#[cfg(test)]
mod tests {
    use super::*;
    use crate::model::ModelId;

    fn palette() -> TeamPalette {
        TeamPalette::new(vec![Vec4::new(1.0, 0.0, 0.0, 1.0), Vec4::new(0.0, 0.0, 1.0, 1.0)])
    }

    #[test]
    fn team_color_is_idempotent() {
        let mut st = RenderStateMachine::new(ShadingCaps::default(), true);
        st.with_opaque_drawing(|st| {
            st.set_team_color(1, 1.0, &palette());
            let once = st.state().clone();
            let n = st.commands().len();
            st.set_team_color(1, 1.0, &palette());
            assert_eq!(st.state(), &once);
            assert_eq!(st.commands().len(), n);
        });
    }

    #[test]
    fn team_color_noop_for_invalid_team_and_shadow_pass() {
        let mut st = RenderStateMachine::new(ShadingCaps::default(), true);
        st.with_opaque_drawing(|st| {
            st.set_team_color(7, 1.0, &palette());
            st.set_team_color(-1, 1.0, &palette());
            assert_eq!(st.state().team_color, None);
        });
        st.with_shadow_drawing(|st| {
            st.set_team_color(0, 1.0, &palette());
            assert_eq!(st.state().team_color, None);
        });
        assert!(!st
            .commands()
            .iter()
            .any(|c| matches!(c, DrawCommand::SetTeamColor { .. })));
    }

    #[test]
    fn scopes_are_balanced_and_restore_state() {
        let mut st = RenderStateMachine::new(ShadingCaps::default(), true);
        let before = st.state().clone();
        let inner_depth = st.with_alpha_drawing(|st| {
            st.with_model_state(ModelType::Legacy, |st| {
                assert_eq!(st.state().render.cull_mode, None);
                st.depth()
            })
        });
        assert_eq!(inner_depth, 2);
        assert_eq!(st.depth(), 0);
        assert_eq!(st.state(), &before);
        let cmds = st.take_commands();
        let pushes = cmds.iter().filter(|c| matches!(c, DrawCommand::PushState(_))).count();
        let pops = cmds.iter().filter(|c| matches!(c, DrawCommand::PopState)).count();
        assert_eq!(pushes, pops);
    }

    #[test]
    fn alpha_pass_falls_back_when_advanced_cannot_blend() {
        let caps = ShadingCaps { can_draw_alpha: false, ..Default::default() };
        let st = RenderStateMachine::new(caps, true);
        assert_eq!(st.wanted_shading(false), ShadingKind::Advanced);
        assert_eq!(st.wanted_shading(true), ShadingKind::Basic);

        let st = RenderStateMachine::new(ShadingCaps { initialized: false, ..Default::default() }, true);
        assert_eq!(st.wanted_shading(false), ShadingKind::Basic);

        let st = RenderStateMachine::new(ShadingCaps::default(), false);
        assert_eq!(st.wanted_shading(false), ShadingKind::Basic);
    }

    #[test]
    fn advanced_alpha_pass_drops_alpha_test() {
        let mut st = RenderStateMachine::new(ShadingCaps::default(), true);
        st.with_alpha_drawing(|st| assert_eq!(st.state().render.alpha_test, None));
        let mut st = RenderStateMachine::new(ShadingCaps::default(), false);
        st.with_alpha_drawing(|st| assert_eq!(st.state().render.alpha_test, Some(0.1)));
    }

    #[test]
    fn texture_binding_dispatch() {
        let mut st = RenderStateMachine::new(ShadingCaps::default(), true);
        st.with_opaque_drawing(|st| {
            st.with_model_state(ModelType::Legacy, |st| {
                st.bind_model_textures(ModelType::Legacy, TextureId::ATLAS);
                assert_eq!(st.state().textures, Some(TextureBinding::Atlas));
            });
            st.bind_model_textures(ModelType::Imported, TextureId(4));
            assert_eq!(st.state().textures, Some(TextureBinding::Pair(TextureId(4))));
        });
        st.with_shadow_drawing(|st| {
            st.bind_model_textures(ModelType::Textured, TextureId(2));
            assert_eq!(st.state().textures, Some(TextureBinding::Shadow(TextureId(2))));
            st.unbind_shadow_textures();
            assert_eq!(st.state().textures, None);
            st.bind_model_textures(ModelType::Legacy, TextureId::ATLAS);
            assert_eq!(st.state().textures, Some(TextureBinding::ShadowAtlas));
        });
    }

    #[test]
    fn individual_opaque_sets_team_and_textures() {
        let model = Model::new(ModelId(1), ModelType::Textured, TextureId(6), 10.0, 10.0);
        let mut st = RenderStateMachine::new(ShadingCaps::default(), true);
        st.with_individual_opaque(&model, 0, &palette(), |st| {
            assert_eq!(st.state().pass, PassKind::Opaque);
            assert_eq!(st.state().textures, Some(TextureBinding::Pair(TextureId(6))));
            assert_eq!(st.state().team_color.map(|(t, _)| t), Some(0));
            assert_eq!(st.depth(), 2);
        });
        assert_eq!(st.depth(), 0);
    }
}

Aim of the task →
Count the lines in the records above that contain the word "matches", and report only that number.

The completed task →
3